● Action item
Read the records beneath this task and copy every line that contains the string "level".

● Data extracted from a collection
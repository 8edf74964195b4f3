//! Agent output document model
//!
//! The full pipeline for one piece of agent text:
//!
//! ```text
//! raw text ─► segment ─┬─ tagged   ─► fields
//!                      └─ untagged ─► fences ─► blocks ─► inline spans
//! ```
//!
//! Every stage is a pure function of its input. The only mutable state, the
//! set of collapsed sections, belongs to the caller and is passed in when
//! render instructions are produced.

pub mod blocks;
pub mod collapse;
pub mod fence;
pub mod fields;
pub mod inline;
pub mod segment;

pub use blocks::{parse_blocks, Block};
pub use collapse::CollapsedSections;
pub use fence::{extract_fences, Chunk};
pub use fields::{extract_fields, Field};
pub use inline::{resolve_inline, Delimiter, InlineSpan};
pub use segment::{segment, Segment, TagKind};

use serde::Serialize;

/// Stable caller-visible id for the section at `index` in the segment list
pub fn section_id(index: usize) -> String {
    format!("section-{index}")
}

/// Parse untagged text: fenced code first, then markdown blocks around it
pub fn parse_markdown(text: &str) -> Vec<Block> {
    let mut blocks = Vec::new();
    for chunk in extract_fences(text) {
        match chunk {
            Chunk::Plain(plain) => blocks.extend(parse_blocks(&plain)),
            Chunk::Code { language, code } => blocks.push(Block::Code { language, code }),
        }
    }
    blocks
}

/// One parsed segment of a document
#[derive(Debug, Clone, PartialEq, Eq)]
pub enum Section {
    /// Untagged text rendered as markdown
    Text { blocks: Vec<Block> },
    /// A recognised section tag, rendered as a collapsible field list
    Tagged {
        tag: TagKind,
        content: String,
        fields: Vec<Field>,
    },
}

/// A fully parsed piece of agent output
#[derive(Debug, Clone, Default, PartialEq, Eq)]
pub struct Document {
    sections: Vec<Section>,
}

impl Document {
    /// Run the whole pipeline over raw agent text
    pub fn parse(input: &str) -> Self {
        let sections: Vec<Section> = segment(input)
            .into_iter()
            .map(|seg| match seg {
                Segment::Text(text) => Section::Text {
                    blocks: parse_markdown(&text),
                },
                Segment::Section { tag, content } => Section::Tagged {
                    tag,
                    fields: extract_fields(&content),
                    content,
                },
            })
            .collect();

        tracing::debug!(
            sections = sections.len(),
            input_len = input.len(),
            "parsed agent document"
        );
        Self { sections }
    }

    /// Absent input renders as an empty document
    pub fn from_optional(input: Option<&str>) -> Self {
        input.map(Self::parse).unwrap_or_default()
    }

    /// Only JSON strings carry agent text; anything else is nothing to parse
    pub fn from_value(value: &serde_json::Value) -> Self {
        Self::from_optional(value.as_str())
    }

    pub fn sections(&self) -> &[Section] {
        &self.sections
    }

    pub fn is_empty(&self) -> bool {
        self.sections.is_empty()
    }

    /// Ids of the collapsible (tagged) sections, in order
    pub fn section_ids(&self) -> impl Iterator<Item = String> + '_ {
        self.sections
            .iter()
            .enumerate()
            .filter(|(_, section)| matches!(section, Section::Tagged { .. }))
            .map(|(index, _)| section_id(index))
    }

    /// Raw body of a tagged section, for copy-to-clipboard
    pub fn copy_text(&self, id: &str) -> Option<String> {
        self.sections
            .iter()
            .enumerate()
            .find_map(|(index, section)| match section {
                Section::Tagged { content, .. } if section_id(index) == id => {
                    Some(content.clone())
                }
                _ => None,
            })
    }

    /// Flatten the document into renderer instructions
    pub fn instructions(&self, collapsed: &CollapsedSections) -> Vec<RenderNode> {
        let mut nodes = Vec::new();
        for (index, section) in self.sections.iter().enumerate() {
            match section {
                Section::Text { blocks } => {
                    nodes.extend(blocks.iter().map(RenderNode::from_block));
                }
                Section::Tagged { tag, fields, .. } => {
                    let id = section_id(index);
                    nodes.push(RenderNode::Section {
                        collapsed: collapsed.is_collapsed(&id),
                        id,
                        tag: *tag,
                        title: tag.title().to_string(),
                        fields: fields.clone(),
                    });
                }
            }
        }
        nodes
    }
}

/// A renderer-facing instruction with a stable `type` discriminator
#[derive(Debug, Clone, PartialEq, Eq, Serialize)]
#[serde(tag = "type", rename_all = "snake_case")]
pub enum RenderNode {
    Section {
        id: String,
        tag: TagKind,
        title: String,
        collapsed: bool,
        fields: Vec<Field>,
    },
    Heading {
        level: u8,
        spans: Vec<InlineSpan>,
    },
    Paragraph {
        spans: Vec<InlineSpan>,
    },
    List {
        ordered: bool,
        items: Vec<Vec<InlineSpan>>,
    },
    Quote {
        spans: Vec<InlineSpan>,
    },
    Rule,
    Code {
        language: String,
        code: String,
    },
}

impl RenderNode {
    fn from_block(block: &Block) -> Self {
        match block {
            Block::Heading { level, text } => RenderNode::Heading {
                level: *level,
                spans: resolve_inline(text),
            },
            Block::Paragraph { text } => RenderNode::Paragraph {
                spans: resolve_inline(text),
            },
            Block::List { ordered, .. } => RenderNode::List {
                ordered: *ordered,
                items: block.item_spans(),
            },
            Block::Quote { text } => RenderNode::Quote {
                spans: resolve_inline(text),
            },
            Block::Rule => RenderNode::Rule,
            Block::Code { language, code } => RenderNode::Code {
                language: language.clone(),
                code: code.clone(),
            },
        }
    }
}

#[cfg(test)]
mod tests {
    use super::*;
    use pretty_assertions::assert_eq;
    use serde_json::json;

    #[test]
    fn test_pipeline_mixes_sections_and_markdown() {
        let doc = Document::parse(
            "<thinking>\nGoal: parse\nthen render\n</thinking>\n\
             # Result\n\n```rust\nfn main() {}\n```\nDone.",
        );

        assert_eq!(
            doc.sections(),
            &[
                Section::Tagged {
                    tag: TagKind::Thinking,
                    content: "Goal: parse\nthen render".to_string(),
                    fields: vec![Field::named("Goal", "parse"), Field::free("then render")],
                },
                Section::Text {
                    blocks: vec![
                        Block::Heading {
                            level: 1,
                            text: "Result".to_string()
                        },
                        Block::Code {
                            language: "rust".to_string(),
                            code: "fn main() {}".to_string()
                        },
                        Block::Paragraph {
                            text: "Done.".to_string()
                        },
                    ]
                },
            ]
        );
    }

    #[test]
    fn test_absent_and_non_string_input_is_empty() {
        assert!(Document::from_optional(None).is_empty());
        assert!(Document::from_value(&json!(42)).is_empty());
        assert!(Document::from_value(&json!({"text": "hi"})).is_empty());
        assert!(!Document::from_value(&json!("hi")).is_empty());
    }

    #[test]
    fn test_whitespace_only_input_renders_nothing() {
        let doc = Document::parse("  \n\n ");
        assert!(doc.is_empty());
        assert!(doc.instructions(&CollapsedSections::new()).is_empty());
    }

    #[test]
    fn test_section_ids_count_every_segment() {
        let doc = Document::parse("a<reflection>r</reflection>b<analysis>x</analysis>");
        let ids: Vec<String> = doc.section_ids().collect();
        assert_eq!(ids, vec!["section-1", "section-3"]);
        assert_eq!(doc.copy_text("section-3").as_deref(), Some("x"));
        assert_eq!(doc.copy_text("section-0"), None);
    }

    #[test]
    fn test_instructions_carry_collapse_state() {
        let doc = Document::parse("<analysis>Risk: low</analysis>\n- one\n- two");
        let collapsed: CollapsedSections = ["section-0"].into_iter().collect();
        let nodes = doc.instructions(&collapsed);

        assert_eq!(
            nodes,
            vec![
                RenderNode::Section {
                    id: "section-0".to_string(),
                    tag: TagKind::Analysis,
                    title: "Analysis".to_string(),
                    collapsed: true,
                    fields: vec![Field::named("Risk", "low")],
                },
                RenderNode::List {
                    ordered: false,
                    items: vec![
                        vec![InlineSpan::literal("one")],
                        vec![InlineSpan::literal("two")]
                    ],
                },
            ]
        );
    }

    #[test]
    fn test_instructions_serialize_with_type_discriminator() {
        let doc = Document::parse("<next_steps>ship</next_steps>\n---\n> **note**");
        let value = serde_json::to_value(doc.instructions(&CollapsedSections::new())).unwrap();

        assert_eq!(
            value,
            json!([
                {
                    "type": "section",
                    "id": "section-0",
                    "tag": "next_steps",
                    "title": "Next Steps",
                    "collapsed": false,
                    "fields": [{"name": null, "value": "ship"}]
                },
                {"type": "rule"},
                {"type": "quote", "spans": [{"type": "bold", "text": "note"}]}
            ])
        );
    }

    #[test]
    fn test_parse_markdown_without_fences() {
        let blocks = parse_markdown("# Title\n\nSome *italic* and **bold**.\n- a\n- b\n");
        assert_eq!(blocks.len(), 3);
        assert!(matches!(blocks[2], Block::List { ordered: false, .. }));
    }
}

● Task response
        level: u8,
            Block::Heading { level, text } => RenderNode::Heading {
                level: *level,
                            level: 1,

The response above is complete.